Nobel laureates James Rothman, Randy Schekman and Thomas C. Südhof Photo: Janerik Henriksson / TT
Nobel Prize 2013

"Oh my God, oh my God" - Three share Nobel Medicine Prize

"The Nobel Assembly has today decided..."
8:09 min

Three scientists, whose work focused on the machinery regulating the transport system in human cells, have won the 2013 Nobel Prize for Physiology or Medicine, announced in Stockholm today.

The winners are Americans James Rothman of Yale University, Randy Schekman of the University of California and German biochemist Thomas C. Südhof of Stanford University.

"The 2013 Nobel Prize honors three scientists who have solved the mystery of how the cell organizes its transport system," said Professor Juleen Zierath, chair of the Nobel committee.

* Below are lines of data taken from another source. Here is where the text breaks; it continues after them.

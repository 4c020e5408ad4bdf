//! Deterministic stand-in stages shared by the integration tests
//!
//! Lightweight stages are SHA3-512 with a one-byte algorithm tag in front
//! of the input. Memory-hard stages fill a 64 KiB region from a SHA3-512
//! chain, then walk it pseudo-randomly; the heavy flag doubles the walk.

#![allow(dead_code)]

use ghostrider::miner::ghostrider::{INPUT_LEN, LaneState, STATE_LEN};
use ghostrider::{ArenaOptions, CoreAlgo, CoreHash, GhostRider, HashSuite, HeavyAlgo, HeavyHash};
use sha3::{Digest, Sha3_512};
use std::sync::Arc;
use std::sync::atomic::{AtomicUsize, Ordering};
use std::time::Duration;

/// Scratch one stand-in memory-hard lane touches
pub const WALK_SCRATCH: usize = 64 * 1024;

/// Walk length without the heavy flag
pub const WALK_ROUNDS: usize = 256;

fn sha3_512(parts: &[&[u8]]) -> [u8; STATE_LEN] {
    let mut hasher = Sha3_512::new();
    for part in parts {
        hasher.update(part);
    }
    let mut out = [0u8; STATE_LEN];
    out.copy_from_slice(&hasher.finalize());
    out
}

/// SHA3-512 over `tag || input`
pub struct TaggedSha3(pub u8);

impl CoreHash for TaggedSha3 {
    fn digest(&self, input: &[u8]) -> [u8; STATE_LEN] {
        sha3_512(&[&[self.0], input])
    }
}

/// Memory-hard stand-in, counting the lanes it hashed in fused calls
pub struct ScratchWalk {
    tag: u8,
    fused_lanes: Arc<AtomicUsize>,
}

fn walk(tag: u8, scratch: &mut [u8], state: &mut [u8; STATE_LEN], heavy: bool) {
    let region = &mut scratch[..WALK_SCRATCH];
    let mut block = sha3_512(&[&[tag], &state[..]]);
    for line in region.chunks_exact_mut(STATE_LEN) {
        line.copy_from_slice(&block);
        block = sha3_512(&[&block]);
    }

    let rounds = if heavy { 2 * WALK_ROUNDS } else { WALK_ROUNDS };
    let mut acc = *state;
    for round in 0..rounds {
        let word = u32::from_le_bytes([acc[0], acc[1], acc[2], acc[3]]) as usize;
        let index = word % (WALK_SCRATCH / STATE_LEN);
        let line = &mut region[index * STATE_LEN..(index + 1) * STATE_LEN];
        for i in 0..STATE_LEN {
            acc[i] ^= line[i];
            line[i] = line[i].wrapping_add(acc[(i + round) % STATE_LEN]);
        }
        acc.rotate_left(1);
    }
    *state = sha3_512(&[&acc, &region[..STATE_LEN]]);
}

impl HeavyHash for ScratchWalk {
    fn scratch_bytes(&self) -> usize {
        WALK_SCRATCH
    }

    fn hash(&self, scratch: &mut [u8], state: &mut [u8; STATE_LEN], heavy: bool) {
        walk(self.tag, scratch, state, heavy);
    }

    fn hash_fused(&self, scratch: &mut [u8], lanes: &mut [LaneState], heavy: bool) {
        assert!(scratch.len() >= lanes.len() * WALK_SCRATCH);
        self.fused_lanes.fetch_add(lanes.len(), Ordering::SeqCst);
        // Each lane in its own region, last lane first
        for (i, lane) in lanes.iter_mut().enumerate().rev() {
            let region = &mut scratch[i * WALK_SCRATCH..(i + 1) * WALK_SCRATCH];
            walk(self.tag, region, lane.state_mut(), heavy);
        }
    }
}

/// Lanes hashed through fused calls across every memory-hard stage
#[derive(Clone, Default)]
pub struct FusionCounter(Arc<AtomicUsize>);

impl FusionCounter {
    pub fn get(&self) -> usize {
        self.0.load(Ordering::SeqCst)
    }
}

/// Complete stand-in suite; tags are the stage identifiers 0..=20
pub fn stand_in_suite() -> (Arc<HashSuite>, FusionCounter) {
    let counter = FusionCounter::default();
    let builder = CoreAlgo::ALL
        .into_iter()
        .fold(HashSuite::builder(), |b, algo| b.core(algo, TaggedSha3(algo.index() as u8)));
    let suite = HeavyAlgo::ALL
        .into_iter()
        .fold(builder, |b, algo| {
            b.heavy(
                algo,
                ScratchWalk {
                    tag: 15 + algo.index() as u8,
                    fused_lanes: counter.0.clone(),
                },
            )
        })
        .build()
        .expect("every stage is registered");
    (Arc::new(suite), counter)
}

/// Arena options that never touch huge pages or sleep
pub fn test_options() -> ArenaOptions {
    ArenaOptions {
        huge_pages: false,
        release_delay: Duration::ZERO,
    }
}

/// Fresh context over the stand-in suite
pub fn context() -> GhostRider {
    GhostRider::new(stand_in_suite().0, test_options())
}

/// Header whose byte `i` is `(i * step + offset) mod 256`
pub fn pattern_header(step: u8, offset: u8) -> [u8; INPUT_LEN] {
    std::array::from_fn(|i| (i as u8).wrapping_mul(step).wrapping_add(offset))
}

/// Copy of `header` with a little-endian nonce in bytes 76..80
pub fn with_nonce(header: &[u8; INPUT_LEN], nonce: u32) -> [u8; INPUT_LEN] {
    let mut out = *header;
    out[76..].copy_from_slice(&nonce.to_le_bytes());
    out
}
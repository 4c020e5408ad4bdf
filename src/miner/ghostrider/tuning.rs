//! Empirical scheduling tables
//!
//! For every rotation and lane count a row records how the lanes of each
//! memory-hard stage are grouped into fused kernel calls, and whether the
//! rotation runs the double-iteration variants. The tables were measured
//! for cache and TLB behavior; they are data, not derived.

use crate::miner::ghostrider::rotation::{ROTATION_COUNT, RotationId};
use crate::types::{HEAVY_COUNT, HeavyAlgo};
use crate::utils::error::GhostRiderError;
use lazy_static::lazy_static;
use std::fmt;

/// Scratch is provisioned in multiples of one 2 MiB huge page
pub const PAGE_SIZE: usize = 2 * 1024 * 1024;

/// Column of the heavy-iteration flag in a raw row
const HEAVY_FLAG: usize = HEAVY_COUNT;

type RawTable = [[u8; HEAVY_COUNT + 1]; ROTATION_COUNT];

// Columns: turtlelite, turtle, darklite, dark, lite, fast, heavy flag
#[rustfmt::skip]
const TUNE_2WAY: RawTable = [
    [0, 0, 2, 2, 0, 0, 0], [0, 0, 2, 2, 0, 0, 0], [0, 0, 2, 2, 2, 0, 0],
    [0, 0, 2, 2, 2, 0, 0], [0, 2, 2, 2, 0, 0, 1], [0, 2, 2, 2, 0, 0, 1],
    [2, 0, 2, 2, 0, 0, 1], [2, 0, 2, 2, 0, 0, 1], [0, 0, 0, 2, 2, 0, 0],
    [0, 0, 0, 2, 2, 0, 0], [0, 2, 0, 2, 0, 0, 0], [0, 2, 0, 2, 0, 0, 0],
    [2, 0, 0, 2, 0, 0, 0], [2, 0, 0, 2, 0, 0, 0], [0, 2, 0, 2, 2, 0, 0],
    [0, 2, 0, 2, 2, 0, 0], [2, 0, 0, 2, 2, 0, 0], [2, 0, 0, 2, 2, 0, 0],
    [2, 2, 0, 2, 0, 0, 1], [2, 2, 0, 2, 0, 0, 1], [0, 0, 2, 0, 2, 0, 0],
    [0, 0, 2, 0, 2, 0, 0], [0, 2, 2, 0, 0, 0, 0], [0, 2, 2, 0, 0, 0, 0],
    [2, 0, 2, 0, 0, 0, 0], [2, 0, 2, 0, 0, 0, 0], [0, 2, 2, 0, 2, 0, 0],
    [0, 2, 2, 0, 2, 0, 0], [2, 0, 2, 0, 2, 0, 0], [2, 0, 2, 0, 2, 0, 0],
    [2, 2, 2, 0, 0, 0, 1], [2, 2, 2, 0, 0, 0, 1], [0, 2, 0, 0, 2, 0, 0],
    [0, 2, 0, 0, 2, 0, 0], [2, 0, 0, 0, 2, 0, 0], [2, 0, 0, 0, 2, 0, 0],
    [2, 2, 0, 0, 0, 0, 0], [2, 2, 0, 0, 0, 0, 0], [2, 2, 0, 0, 2, 0, 0],
    [2, 2, 0, 0, 2, 0, 0],
];

#[rustfmt::skip]
const TUNE_3WAY: RawTable = [
    [0, 0, 3, 3, 0, 0, 0], [0, 0, 3, 3, 0, 0, 0], [0, 0, 3, 3, 3, 0, 0],
    [0, 0, 3, 3, 3, 0, 0], [0, 3, 3, 3, 0, 0, 1], [0, 3, 3, 3, 0, 0, 1],
    [3, 0, 3, 3, 0, 0, 1], [3, 0, 3, 3, 0, 0, 1], [0, 0, 0, 3, 3, 0, 0],
    [0, 0, 0, 3, 3, 0, 0], [0, 3, 0, 3, 0, 0, 0], [0, 3, 0, 3, 0, 0, 0],
    [3, 0, 0, 3, 0, 0, 0], [3, 0, 0, 3, 0, 0, 0], [0, 3, 0, 3, 3, 0, 0],
    [0, 3, 0, 3, 3, 0, 0], [3, 0, 0, 3, 3, 0, 0], [3, 0, 0, 3, 3, 0, 0],
    [3, 3, 0, 3, 0, 0, 1], [3, 3, 0, 3, 0, 0, 1], [0, 0, 3, 0, 3, 0, 0],
    [0, 0, 3, 0, 3, 0, 0], [0, 3, 3, 0, 0, 0, 0], [0, 3, 3, 0, 0, 0, 0],
    [3, 0, 3, 0, 0, 0, 0], [3, 0, 3, 0, 0, 0, 0], [0, 3, 3, 0, 3, 0, 0],
    [0, 3, 3, 0, 3, 0, 0], [3, 0, 3, 0, 3, 0, 0], [3, 0, 3, 0, 3, 0, 0],
    [3, 3, 3, 0, 0, 0, 1], [3, 3, 3, 0, 0, 0, 1], [0, 3, 0, 0, 3, 0, 0],
    [0, 3, 0, 0, 3, 0, 0], [3, 0, 0, 0, 3, 0, 0], [3, 0, 0, 0, 3, 0, 0],
    [3, 3, 0, 0, 0, 0, 0], [3, 3, 0, 0, 0, 0, 0], [3, 3, 0, 0, 3, 0, 0],
    [3, 3, 0, 0, 3, 0, 0],
];

#[rustfmt::skip]
const TUNE_4WAY: RawTable = [
    [0, 0, 4, 4, 0, 0, 0], [0, 0, 4, 4, 0, 0, 0], [0, 0, 4, 4, 2, 0, 0],
    [0, 0, 4, 4, 2, 0, 0], [0, 4, 4, 4, 0, 0, 1], [0, 4, 4, 4, 0, 0, 1],
    [4, 0, 4, 4, 0, 0, 1], [4, 0, 4, 4, 0, 0, 1], [0, 0, 0, 4, 2, 0, 0],
    [0, 0, 0, 4, 2, 0, 0], [0, 4, 0, 4, 0, 0, 0], [0, 4, 0, 4, 0, 0, 0],
    [4, 0, 0, 4, 0, 0, 0], [4, 0, 0, 4, 0, 0, 0], [0, 4, 0, 4, 2, 0, 0],
    [0, 4, 0, 4, 2, 0, 0], [4, 0, 0, 4, 2, 0, 0], [4, 0, 0, 4, 2, 0, 0],
    [4, 4, 0, 4, 0, 0, 1], [4, 4, 0, 4, 0, 0, 1], [0, 0, 4, 0, 2, 0, 0],
    [0, 0, 4, 0, 2, 0, 0], [0, 4, 4, 0, 0, 0, 0], [0, 4, 4, 0, 0, 0, 0],
    [4, 0, 4, 0, 0, 0, 0], [4, 0, 4, 0, 0, 0, 0], [0, 4, 4, 0, 2, 0, 0],
    [0, 4, 4, 0, 2, 0, 0], [4, 0, 4, 0, 2, 0, 0], [4, 0, 4, 0, 2, 0, 0],
    [4, 4, 4, 0, 0, 0, 1], [4, 4, 4, 0, 0, 0, 1], [0, 4, 0, 0, 2, 0, 0],
    [0, 4, 0, 0, 2, 0, 0], [4, 0, 0, 0, 2, 0, 0], [4, 0, 0, 0, 2, 0, 0],
    [4, 4, 0, 0, 0, 0, 0], [4, 4, 0, 0, 0, 0, 0], [4, 4, 0, 0, 2, 0, 0],
    [4, 4, 0, 0, 2, 0, 0],
];

/// Number of lanes hashed together in one call
#[derive(Copy, Clone, Debug, PartialEq, Eq, Hash, PartialOrd, Ord)]
pub enum LaneCount {
    /// Single lane
    One = 1,
    /// Two lanes
    Two = 2,
    /// Three lanes
    Three = 3,
    /// Four lanes
    Four = 4,
}

impl LaneCount {
    /// Every supported lane count
    pub const ALL: [LaneCount; 4] = [
        LaneCount::One,
        LaneCount::Two,
        LaneCount::Three,
        LaneCount::Four,
    ];

    /// Number of lanes
    #[inline]
    pub fn get(self) -> usize {
        self as usize
    }
}

impl TryFrom<usize> for LaneCount {
    type Error = GhostRiderError;

    fn try_from(lanes: usize) -> Result<Self, Self::Error> {
        match lanes {
            1 => Ok(LaneCount::One),
            2 => Ok(LaneCount::Two),
            3 => Ok(LaneCount::Three),
            4 => Ok(LaneCount::Four),
            other => Err(GhostRiderError::LaneCount(other)),
        }
    }
}

impl fmt::Display for LaneCount {
    fn fmt(&self, f: &mut fmt::Formatter<'_>) -> fmt::Result {
        write!(f, "{}-way", self.get())
    }
}

/// Raw-table column of a memory-hard variant (lightest to heaviest)
const fn column(algo: HeavyAlgo) -> usize {
    match algo {
        HeavyAlgo::Turtlelite => 0,
        HeavyAlgo::Turtle => 1,
        HeavyAlgo::Darklite => 2,
        HeavyAlgo::Dark => 3,
        HeavyAlgo::Lite => 4,
        HeavyAlgo::Fast => 5,
    }
}

/// Scheduling parameters of one rotation at one lane count
#[derive(Copy, Clone, Debug, PartialEq, Eq)]
pub struct TuningRow {
    widths: [u8; HEAVY_COUNT],
    heavy: bool,
}

impl TuningRow {
    fn from_raw(raw: &[u8; HEAVY_COUNT + 1]) -> Self {
        let mut widths = [0u8; HEAVY_COUNT];
        widths.copy_from_slice(&raw[..HEAVY_COUNT]);
        Self {
            widths,
            heavy: raw[HEAVY_FLAG] != 0,
        }
    }

    /// Lanes per fused call for a memory-hard stage, 1 meaning independent
    #[inline]
    pub fn batch_width(&self, algo: HeavyAlgo) -> usize {
        (self.widths[column(algo)] as usize).max(1)
    }

    /// Whether this rotation runs the double-iteration variants
    #[inline]
    pub fn heavy(&self) -> bool {
        self.heavy
    }

    /// Huge pages the widest fused call of this row needs
    pub fn pages(&self) -> usize {
        HeavyAlgo::ALL
            .into_iter()
            .map(|algo| (self.batch_width(algo) * algo.scratch_bytes()).div_ceil(PAGE_SIZE))
            .max()
            .unwrap_or(1)
            .max(1)
    }

    /// Scratch bytes this row needs, rounded to whole pages
    pub fn scratch_bytes(&self) -> usize {
        self.pages() * PAGE_SIZE
    }
}

impl fmt::Display for TuningRow {
    fn fmt(&self, f: &mut fmt::Formatter<'_>) -> fmt::Result {
        for algo in HeavyAlgo::ALL {
            write!(f, "{}x{} ", algo, self.batch_width(algo))?;
        }
        write!(f, "pages={}", self.pages())?;
        if self.heavy {
            write!(f, " heavy")?;
        }
        Ok(())
    }
}

fn table(lanes: LaneCount) -> Option<&'static RawTable> {
    match lanes {
        LaneCount::One => None,
        LaneCount::Two => Some(&TUNE_2WAY),
        LaneCount::Three => Some(&TUNE_3WAY),
        LaneCount::Four => Some(&TUNE_4WAY),
    }
}

/// Row for a rotation at a lane count
///
/// Single-lane execution has no table of its own: every stage runs
/// independently and the heavy flag is the rotation's, which is the same
/// in every measured table.
pub fn tuning_row(lanes: LaneCount, rotation: RotationId) -> TuningRow {
    match table(lanes) {
        Some(raw) => TuningRow::from_raw(&raw[rotation.index()]),
        None => TuningRow {
            widths: [1; HEAVY_COUNT],
            heavy: TUNE_2WAY[rotation.index()][HEAVY_FLAG] != 0,
        },
    }
}

fn compute_max_scratch_bytes() -> usize {
    LaneCount::ALL
        .into_iter()
        .flat_map(|lanes| {
            (0..ROTATION_COUNT)
                .filter_map(RotationId::new)
                .map(move |rotation| tuning_row(lanes, rotation).scratch_bytes())
        })
        .max()
        .unwrap_or(PAGE_SIZE)
}

lazy_static! {
    static ref MAX_SCRATCH_BYTES: usize = compute_max_scratch_bytes();
}

/// Worst-case scratch requirement across every rotation and lane count
///
/// Computed once on first use.
pub fn max_scratch_bytes() -> usize {
    *MAX_SCRATCH_BYTES
}
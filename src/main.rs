// src/main.rs
use clap::Parser;
use ghostrider::miner::ghostrider::{
    INPUT_LEN, LaneCount, RotationId, derive_order, header_seed, max_scratch_bytes,
    resolve_rotation_or_default, tuning_row,
};
use ghostrider::miner::ghostrider::order::SEED_LEN;
use ghostrider::miner::ghostrider::rotation::ROTATION_COUNT;
use ghostrider::miner::ghostrider::tuning::PAGE_SIZE;
use ghostrider::miner::memory::SysfsHugePages;
use ghostrider::{Config, GhostRiderError, cli, config, utils};

/// Main entry point for the ghostrider binary
///
/// # Returns
/// - `Ok(())` on successful execution
/// - `Err(GhostRiderError)` if any operation fails
fn main() -> Result<(), GhostRiderError> {
    let cli = cli::Commands::parse();
    if cli.verbose {
        utils::init_verbose_logging();
    } else {
        utils::init_logging();
    }

    match cli.action {
        cli::Action::Order(opts) => show_order(opts),
        cli::Action::Tuning(opts) => show_tuning(opts),
        cli::Action::Hugepages(opts) => provision_huge_pages(opts),
        cli::Action::Config(opts) => generate_config(opts),
    }
}

/// Decodes a hex argument into a fixed-size array
fn decode_hex<const N: usize>(name: &str, value: &str) -> Result<[u8; N], GhostRiderError> {
    let bytes = hex::decode(value.trim())?;
    let len = bytes.len();
    bytes.try_into().map_err(|_| {
        GhostRiderError::InputError(format!("{} must be {} bytes, got {}", name, N, len))
    })
}

/// Prints the stage order, rotation and tuning rows for a header or block hash
///
/// # Arguments
/// * `opts` - The header or block hash to inspect
fn show_order(opts: cli::OrderOptions) -> Result<(), GhostRiderError> {
    let seed = match (opts.source.header, opts.source.block_hash) {
        (Some(header), _) => header_seed(&decode_hex::<INPUT_LEN>("header", &header)?),
        (None, Some(hash)) => decode_hex::<SEED_LEN>("block hash", &hash)?,
        (None, None) => {
            return Err(GhostRiderError::InputError(
                "either --header or --block-hash is required".into(),
            ));
        }
    };

    let order = derive_order(&seed);
    let rotation = resolve_rotation_or_default(&order);

    println!("seed:        {}", hex::encode(seed));
    println!("order:       {}", order);
    println!("rotation:    {}", rotation);
    println!("cn rotation: {}", rotation.cn_rotation());
    for lanes in LaneCount::ALL {
        println!("{}:       {}", lanes, tuning_row(lanes, rotation));
    }
    Ok(())
}

/// Prints every tuning row and the worst-case scratch size
///
/// # Arguments
/// * `opts` - Optional lane-count filter
fn show_tuning(opts: cli::TuningOptions) -> Result<(), GhostRiderError> {
    let lane_counts = match opts.lanes {
        Some(lanes) => vec![LaneCount::try_from(lanes as usize)?],
        None => LaneCount::ALL.to_vec(),
    };

    println!(
        "max scratch: {} KiB ({} pages)",
        max_scratch_bytes() / 1024,
        max_scratch_bytes() / PAGE_SIZE
    );
    for lanes in lane_counts {
        println!("\n{}", lanes);
        for rotation in (0..ROTATION_COUNT).filter_map(RotationId::new) {
            let triplet = rotation
                .triplet()
                .map(|algo| algo.to_string())
                .join(",");
            println!("{:>2} [{}] {}", rotation.index(), triplet, tuning_row(lanes, rotation));
        }
    }
    Ok(())
}

/// Provisions huge pages for the requested worker count
///
/// # Arguments
/// * `opts` - Optional config file, with thread count, pages per thread
///   and NUMA node overriding it
fn provision_huge_pages(opts: cli::HugePagesOptions) -> Result<(), GhostRiderError> {
    let config = match &opts.config {
        Some(path) => config::load(path)?,
        None => Config::default(),
    };
    let threads = opts.threads.unwrap_or(config.worker_threads);
    let node = opts.node.unwrap_or(config.numa_node);
    let pages = opts
        .pages_per_thread
        .unwrap_or_else(|| config.pages_per_thread());
    let pool = SysfsHugePages::new();

    if pool.provision_for_threads(threads, pages, node) {
        log::info!(
            "{} huge pages available for {} threads on node {}",
            threads * pages,
            threads,
            node
        );
    } else {
        log::warn!("Huge pages not provisioned; scratch will use standard pages");
    }
    Ok(())
}

/// Generates configuration template file
///
/// # Arguments
/// * `opts` - Configuration generation options
fn generate_config(opts: cli::ConfigOptions) -> Result<(), GhostRiderError> {
    let template = config::generate_template();
    std::fs::write(&opts.output, template)?;
    log::info!("Wrote configuration template to {}", opts.output.display());
    Ok(())
}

Known as vesicle traffic, the discoveries have helped us see how individual cells work, and what happens when the transport in the cell goes wrong, such as in botulism or tetanus.

The discoveries, made in the seventies, eighties and nineties also have their uses in finding out what goes wrong when someone has diabetes.

Speaking to Swedish Radio's Science Department, Professor Scheckman says his wife guessed exactly who was calling their California home in the middle of the night: "She woke up when she heard the phone ring, and I heard her voice immediately saying 'That's it, that's it'", he said, "I jumped out of bed and heard the phone ring again, and realised what time it was, and I thought 'This must be it.'"

"I then hugged my wife, and repeatedly said 'Oh my God, oh my God'", he added.

The three laureates will split the prize money of SEK 8 million (US$ 1.25 million) awarded on Dec. 10, the anniversary of the death of Swedish scientist and inventor Alfred Nobel, who created the prizes in his will.